Ini serius kan? Gue gak mimpi kan? Ya ampun gue seneng banget bisa dibopong Kak Raka, batinnya.

Pipi Rubi tiba-tiba memerah, dan senyum senyum sendiri.

"Kenapa pipi lo? Lagi ngebayangin kejadian tadi nih pasti. Mulutnya bilang nggak, padahal hatinya bilang iya. Seneng banget kan? Iya kan?" selidik Rheni.

Kringggg....

Bel masuk pelajaran pertama berbunyi, memotong pembicaraan mereka berdua.

Rheni menepuk jidatnya keras. "Sialan! Udah bel, gue belum ngapalin apa-apa lagi."

Rheni terlihat kebingungan dan panik, sekarang pelajaran kimia, akan ada ujian test lisan tentang sistem periodik. Rheni belum mengahapalkan apa pun,Rheni harus segera ke kelas, tapi dia juga tidak tega jika harus meninggalkan Rubi sendirian di UKS.

"Lo mau masuk kelas sekarang? Atau lo mau istirahat dulu aja? nanti gue tinggal bilang ke Bu Devi kalo lo sakit."

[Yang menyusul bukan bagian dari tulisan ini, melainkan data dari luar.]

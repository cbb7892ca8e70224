/*
 * Copyright 2007 ZXing authors
 *
 * Licensed under the Apache License, Version 2.0 (the "License");
 * you may not use this file except in compliance with the License.
 * You may obtain a copy of the License at
 *
 *      http://www.apache.org/licenses/LICENSE-2.0
 *
 * Unless required by applicable law or agreed to in writing, software
 * distributed under the License is distributed on an "AS IS" BASIS,
 * WITHOUT WARRANTIES OR CONDITIONS OF ANY KIND, either express or implied.
 * See the License for the specific language governing permissions and
 * limitations under the License.
 */

use once_cell::sync::Lazy;

use super::GenericGfPoly;

/// A Galois field GF(2^8) defined by its primitive polynomial and the
/// generator base exponent. Precomputes the `exp`/`log` tables once at
/// construction, which is cheap enough (256 entries) to not bother caching
/// per-call.
#[derive(Debug, Clone, PartialEq, Eq)]
pub struct GenericGf {
    exp_table: Vec<i32>,
    log_table: Vec<i32>,
    zero: std::sync::Arc<GenericGfPoly>,
    one: std::sync::Arc<GenericGfPoly>,
    size: i32,
    primitive: i32,
    generator_base: i32,
}

impl GenericGf {
    pub fn new(primitive: i32, size: i32, generator_base: i32) -> Self {
        let mut exp_table = vec![0i32; size as usize];
        let mut log_table = vec![0i32; size as usize];
        let mut x = 1i32;
        for i in 0..size {
            exp_table[i as usize] = x;
            x <<= 1;
            if x >= size {
                x ^= primitive;
                x &= size - 1;
            }
        }
        for i in 0..(size - 1) {
            log_table[exp_table[i as usize] as usize] = i;
        }

        let zero = std::sync::Arc::new(GenericGfPoly::from_coefficients_unchecked(vec![0]));
        let one = std::sync::Arc::new(GenericGfPoly::from_coefficients_unchecked(vec![1]));

        Self {
            exp_table,
            log_table,
            zero,
            one,
            size,
            primitive,
            generator_base,
        }
    }

    pub fn size(&self) -> i32 {
        self.size
    }

    pub fn generator_base(&self) -> i32 {
        self.generator_base
    }

    pub fn zero(&self) -> GenericGfPoly {
        (*self.zero).clone()
    }

    pub fn one(&self) -> GenericGfPoly {
        (*self.one).clone()
    }

    pub fn build_monomial(&self, degree: i32, coefficient: i32) -> GenericGfPoly {
        if coefficient == 0 {
            return self.zero();
        }
        let mut coefficients = vec![0i32; degree as usize + 1];
        coefficients[0] = coefficient;
        GenericGfPoly::from_coefficients_unchecked(coefficients)
    }

    pub fn add_or_subtract(a: i32, b: i32) -> i32 {
        a ^ b
    }

    pub fn exp(&self, a: i32) -> i32 {
        self.exp_table[a as usize]
    }

    pub fn log(&self, a: i32) -> i32 {
        debug_assert!(a != 0);
        self.log_table[a as usize]
    }

    pub fn inverse(&self, a: i32) -> i32 {
        debug_assert!(a != 0);
        self.exp_table[(self.size - self.log_table[a as usize] - 1) as usize]
    }

    pub fn multiply(&self, a: i32, b: i32) -> i32 {
        if a == 0 || b == 0 {
            return 0;
        }
        self.exp_table[((self.log_table[a as usize] + self.log_table[b as usize]) % (self.size - 1)) as usize]
    }

    pub fn primitive(&self) -> i32 {
        self.primitive
    }
}

pub static QR_CODE_FIELD_256: Lazy<GenericGf> = Lazy::new(|| GenericGf::new(0x011D, 256, 0));
pub static DATA_MATRIX_FIELD_256: Lazy<GenericGf> = Lazy::new(|| GenericGf::new(0x012D, 256, 1));
pub static AZTEC_DATA_6: Lazy<GenericGf> = Lazy::new(|| GenericGf::new(0x43, 64, 1));
pub static AZTEC_DATA_8: Lazy<GenericGf> = Lazy::new(|| GenericGf::new(0x012D, 256, 1));
pub static AZTEC_DATA_10: Lazy<GenericGf> = Lazy::new(|| GenericGf::new(0x409, 1024, 1));
pub static AZTEC_DATA_12: Lazy<GenericGf> = Lazy::new(|| GenericGf::new(0x1069, 4096, 1));
pub static AZTEC_PARAM: Lazy<GenericGf> = Lazy::new(|| GenericGf::new(0x13, 16, 1));

#[derive(Debug, Clone, Copy, PartialEq, Eq)]
pub enum PredefinedGenericGf {
    QrCodeField256,
    DataMatrixField256,
    AztecData6,
    AztecData8,
    AztecData10,
    AztecData12,
    AztecParam,
}

pub fn get_predefined_genericgf(which: PredefinedGenericGf) -> &'static GenericGf {
    match which {
        PredefinedGenericGf::QrCodeField256 => &QR_CODE_FIELD_256,
        PredefinedGenericGf::DataMatrixField256 => &DATA_MATRIX_FIELD_256,
        PredefinedGenericGf::AztecData6 => &AZTEC_DATA_6,
        PredefinedGenericGf::AztecData8 => &AZTEC_DATA_8,
        PredefinedGenericGf::AztecData10 => &AZTEC_DATA_10,
        PredefinedGenericGf::AztecData12 => &AZTEC_DATA_12,
        PredefinedGenericGf::AztecParam => &AZTEC_PARAM,
    }
}

#[cfg(test)]
mod tests {
    use super::*;

    #[test]
    fn exp_and_log_are_inverses() {
        let field = &*QR_CODE_FIELD_256;
        for a in 1..256 {
            assert_eq!(field.exp(field.log(a)), a);
        }
    }

    #[test]
    fn multiply_by_inverse_is_one() {
        let field = &*QR_CODE_FIELD_256;
        for a in 1..256 {
            assert_eq!(field.multiply(a, field.inverse(a)), 1);
        }
    }

    #[test]
    fn data_matrix_field_uses_its_own_primitive() {
        let field = &*DATA_MATRIX_FIELD_256;
        for a in 1..256 {
            assert_eq!(field.multiply(a, field.inverse(a)), 1);
        }
        assert_eq!(field.generator_base(), 1);
    }
}
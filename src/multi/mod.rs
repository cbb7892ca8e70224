/*
 * Copyright 2011 ZXing authors
 *
 * Licensed under the Apache License, Version 2.0 (the "License");
 * you may not use this file except in compliance with the License.
 * You may obtain a copy of the License at
 *
 *      http://www.apache.org/licenses/LICENSE-2.0
 *
 * Unless required by applicable law or agreed to in writing, software
 * distributed under the License is distributed on an "AS IS" BASIS,
 * WITHOUT WARRANTIES OR CONDITIONS OF ANY KIND, either express or implied.
 * See the License for the specific language governing permissions and
 * limitations under the License.
 */

//! Locating more than one barcode in a single image.

mod generic_multiple_barcode_reader;
mod multiple_barcode_reader;

pub use generic_multiple_barcode_reader::GenericMultipleBarcodeReader;
pub use multiple_barcode_reader::MultipleBarcodeReader;
/*
 * Copyright 2007 ZXing authors
 *
 * Licensed under the Apache License, Version 2.0 (the "License");
 * you may not use this file except in compliance with the License.
 * You may obtain a copy of the License at
 *
 *      http://www.apache.org/licenses/LICENSE-2.0
 *
 * Unless required by applicable law or agreed to in writing, software
 * distributed under the License is distributed on an "AS IS" BASIS,
 * WITHOUT WARRANTIES OR CONDITIONS OF ANY KIND, either express or implied.
 * See the License for the specific language governing permissions and
 * limitations under the License.
 */

use crate::common::{sample_grid, BitMatrix, DetectorRXingResult, PerspectiveTransform, Result};
use crate::qrcode::decoder::Version;
use crate::qrcode::detector::{AlignmentPattern, AlignmentPatternFinder, FinderPattern, FinderPatternFinder};
use crate::{Exceptions, Point};

/// Turns the three finder patterns `FinderPatternFinder` locates into a
/// sampled, axis-aligned symbol grid: estimate module size and dimension,
/// locate the fourth (alignment) corner when the version has one, then
/// warp the source image through a perspective transform built from all
/// the corners found.
pub struct Detector<'m> {
    image: &'m BitMatrix,
}

impl<'m> Detector<'m> {
    pub fn new(image: &'m BitMatrix) -> Self {
        Self { image }
    }

    pub fn detect(&self, try_harder: bool) -> Result<DetectorRXingResult> {
        let mut finder = FinderPatternFinder::new(self.image);
        let info = finder.find(try_harder)?;
        self.process_finder_pattern_info(info.top_left, info.top_right, info.bottom_left)
    }

    fn process_finder_pattern_info(
        &self,
        top_left: FinderPattern,
        top_right: FinderPattern,
        bottom_left: FinderPattern,
    ) -> Result<DetectorRXingResult> {
        let module_size = self.calculate_module_size(top_left.point, top_right.point, bottom_left.point);
        if module_size < 1.0 {
            return Err(Exceptions::not_found_with("bad module size"));
        }

        let dimension = Self::compute_dimension(top_left.point, top_right.point, bottom_left.point, module_size)?;
        let provisional_version = Version::get_provisional_version_for_dimension(dimension as u32)?;
        let modules_between_fp_centers = provisional_version.dimension_for_version() as i32 - 7;

        let mut alignment_pattern: Option<AlignmentPattern> = None;
        if !provisional_version.alignment_pattern_centers.is_empty() {
            let bottom_right_x = top_right.point.x - top_left.point.x + bottom_left.point.x;
            let bottom_right_y = top_right.point.y - top_left.point.y + bottom_left.point.y;

            let correction_to_top_left = 1.0 - 3.0 / modules_between_fp_centers as f32;
            let est_alignment_x = (top_left.point.x + correction_to_top_left * (bottom_right_x - top_left.point.x)) as i32;
            let est_alignment_y = (top_left.point.y + correction_to_top_left * (bottom_right_y - top_left.point.y)) as i32;

            let mut i = 4;
            while i <= 16 {
                if let Ok(found) = self.find_alignment_in_region(module_size, est_alignment_x, est_alignment_y, i as f32) {
                    alignment_pattern = Some(found);
                    break;
                }
                i <<= 1;
            }
        }

        let transform = Self::create_transform(top_left.point, top_right.point, bottom_left.point, alignment_pattern, dimension);
        let bits = sample_grid(self.image, dimension as u32, dimension as u32, &transform)?;

        let mut points = vec![bottom_left.point, top_left.point, top_right.point];
        if let Some(alignment) = alignment_pattern {
            points.push(alignment.point);
        }

        Ok(DetectorRXingResult::new(bits, points))
    }

    #[allow(clippy::too_many_arguments)]
    fn create_transform(top_left: Point, top_right: Point, bottom_left: Point, alignment_pattern: Option<AlignmentPattern>, dimension: i32) -> PerspectiveTransform {
        let dim_minus_three = dimension as f32 - 3.5;
        let (bottom_right_x, bottom_right_y, source_bottom_right_x, source_bottom_right_y) = match alignment_pattern {
            Some(alignment) => (alignment.point.x, alignment.point.y, dim_minus_three - 3.0, dim_minus_three - 3.0),
            None => (
                top_right.x - top_left.x + bottom_left.x,
                top_right.y - top_left.y + bottom_left.y,
                dim_minus_three,
                dim_minus_three,
            ),
        };

        PerspectiveTransform::quadrilateral_to_quadrilateral(
            3.5,
            3.5,
            dim_minus_three,
            3.5,
            source_bottom_right_x,
            source_bottom_right_y,
            3.5,
            dim_minus_three,
            top_left.x,
            top_left.y,
            top_right.x,
            top_right.y,
            bottom_right_x,
            bottom_right_y,
            bottom_left.x,
            bottom_left.y,
        )
    }

    fn compute_dimension(top_left: Point, top_right: Point, bottom_left: Point, module_size: f32) -> Result<i32> {
        let tltr_dimension = (Point::distance(top_left, top_right) / module_size).round() as i32;
        let tlbl_dimension = (Point::distance(top_left, bottom_left) / module_size).round() as i32;
        let mut dimension = ((tltr_dimension + tlbl_dimension) >> 1) + 7;
        match dimension & 0x03 {
            0 => dimension += 1,
            2 => dimension -= 1,
            3 => return Err(Exceptions::not_found_with(format!("bad dimension: {dimension}"))),
            _ => {}
        }
        Ok(dimension)
    }

    fn calculate_module_size(&self, top_left: Point, top_right: Point, bottom_left: Point) -> f32 {
        (self.calculate_module_size_one_way(top_left, top_right) + self.calculate_module_size_one_way(top_left, bottom_left)) / 2.0
    }

    fn calculate_module_size_one_way(&self, pattern: Point, other_pattern: Point) -> f32 {
        let est1 = self.size_of_black_white_black_run_both_ways(pattern.x as i32, pattern.y as i32, other_pattern.x as i32, other_pattern.y as i32);
        let est2 = self.size_of_black_white_black_run_both_ways(other_pattern.x as i32, other_pattern.y as i32, pattern.x as i32, pattern.y as i32);
        if est1.is_nan() {
            est2
        } else if est2.is_nan() {
            est1
        } else {
            (est1 + est2) / 14.0
        }
    }

    fn size_of_black_white_black_run_both_ways(&self, from_x: i32, from_y: i32, to_x: i32, to_y: i32) -> f32 {
        let mut result = self.size_of_black_white_black_run(from_x, from_y, to_x, to_y);

        let width = self.image.width() as i32;
        let height = self.image.height() as i32;

        let mut scale = 1.0f32;
        let mut other_to_x = from_x - (to_x - from_x);
        if other_to_x < 0 {
            scale = from_x as f32 / (from_x - other_to_x) as f32;
            other_to_x = 0;
        } else if other_to_x >= width {
            scale = (width - 1 - from_x) as f32 / (other_to_x - from_x) as f32;
            other_to_x = width - 1;
        }
        let mut other_to_y = (from_y as f32 - (to_y - from_y) as f32 * scale) as i32;

        scale = 1.0;
        if other_to_y < 0 {
            scale = from_y as f32 / (from_y - other_to_y) as f32;
            other_to_y = 0;
        } else if other_to_y >= height {
            scale = (height - 1 - from_y) as f32 / (other_to_y - from_y) as f32;
            other_to_y = height - 1;
        }
        other_to_x = (from_x as f32 + (other_to_x - from_x) as f32 * scale) as i32;

        result += self.size_of_black_white_black_run(from_x, from_y, other_to_x, other_to_y);
        result - 1.0
    }

    fn size_of_black_white_black_run(&self, from_x: i32, from_y: i32, to_x: i32, to_y: i32) -> f32 {
        let steep = (to_y - from_y).abs() > (to_x - from_x).abs();
        let (mut from_x, mut from_y, mut to_x, mut to_y) = (from_x, from_y, to_x, to_y);
        if steep {
            std::mem::swap(&mut from_x, &mut from_y);
            std::mem::swap(&mut to_x, &mut to_y);
        }

        let dx = (to_x - from_x).abs();
        let dy = (to_y - from_y).abs();
        let mut error = -dx >> 1;
        let xstep: i32 = if from_x < to_x { 1 } else { -1 };
        let ystep: i32 = if from_y < to_y { 1 } else { -1 };

        let mut state = 0;
        let x_limit = to_x + xstep;
        let mut x = from_x;
        let mut y = from_y;
        while x != x_limit {
            let (real_x, real_y) = if steep { (y, x) } else { (x, y) };

            if (state == 1) != self.image.get(real_x as u32, real_y as u32) {
                if state == 2 {
                    return dist(x, y, from_x, from_y);
                }
                state += 1;
            }

            error += dy;
            if error > 0 {
                if y == to_y {
                    break;
                }
                y += ystep;
                error -= dx;
            }
            x += xstep;
        }
        if state == 2 {
            return dist(to_x + xstep, to_y, from_x, from_y);
        }
        f32::NAN
    }

    fn find_alignment_in_region(&self, overall_est_module_size: f32, est_alignment_x: i32, est_alignment_y: i32, allowance_factor: f32) -> Result<AlignmentPattern> {
        let allowance = (allowance_factor * overall_est_module_size) as i32;
        let alignment_area_left_x = (est_alignment_x - allowance).max(0);
        let alignment_area_right_x = (est_alignment_x + allowance).min(self.image.width() as i32 - 1);
        if (alignment_area_right_x - alignment_area_left_x) as f32 - overall_est_module_size * 3.0 < 0.0 {
            return Err(Exceptions::not_found_with("region too small to hold alignment pattern"));
        }
        let alignment_area_top_y = (est_alignment_y - allowance).max(0);
        let alignment_area_bottom_y = (est_alignment_y + allowance).min(self.image.height() as i32 - 1);
        if (alignment_area_bottom_y - alignment_area_top_y) as f32 - overall_est_module_size * 3.0 < 0.0 {
            return Err(Exceptions::not_found_with("region too small to hold alignment pattern"));
        }

        let mut finder = AlignmentPatternFinder::new(
            self.image,
            alignment_area_left_x,
            alignment_area_top_y,
            alignment_area_right_x - alignment_area_left_x,
            alignment_area_bottom_y - alignment_area_top_y,
            overall_est_module_size,
        );
        finder.find()
    }
}

fn dist(x0: i32, y0: i32, x1: i32, y1: i32) -> f32 {
    (((x0 - x1).pow(2) + (y0 - y1).pow(2)) as f32).sqrt()
}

"Gue udah nggak papa kok, yuk ke kelas." Rubi turun dari kasur kabinnya dibantu Rheni.

"Eh? Serius lo nggak mau di sini dulu?" tanya Rheni khawatir.

"Ngga. Udah ah, ayo," jawab Rubi tegas.

Rubi paling tidak suka dikasihani, dia tidak ingin terlihat lemah di depan orang-orang.

Sesampainya di kelas, Rheni buru-buru membuka buku. Tidak dengan Rubi, dia duduk santai, menunggu Bu Devi masuk kelas, Rubi sudah menghapalkannya semalaman, jadi dirasa sudah siap mengikuti ujian pagi ini.

"Siap-siap kena hukuman kalo gak bisa jawab pertanyaan Bu Devi," bisik Rubi di telinga Rheni, membuat tengkuk Rheni merinding mendengar perkataan Rubi barusan.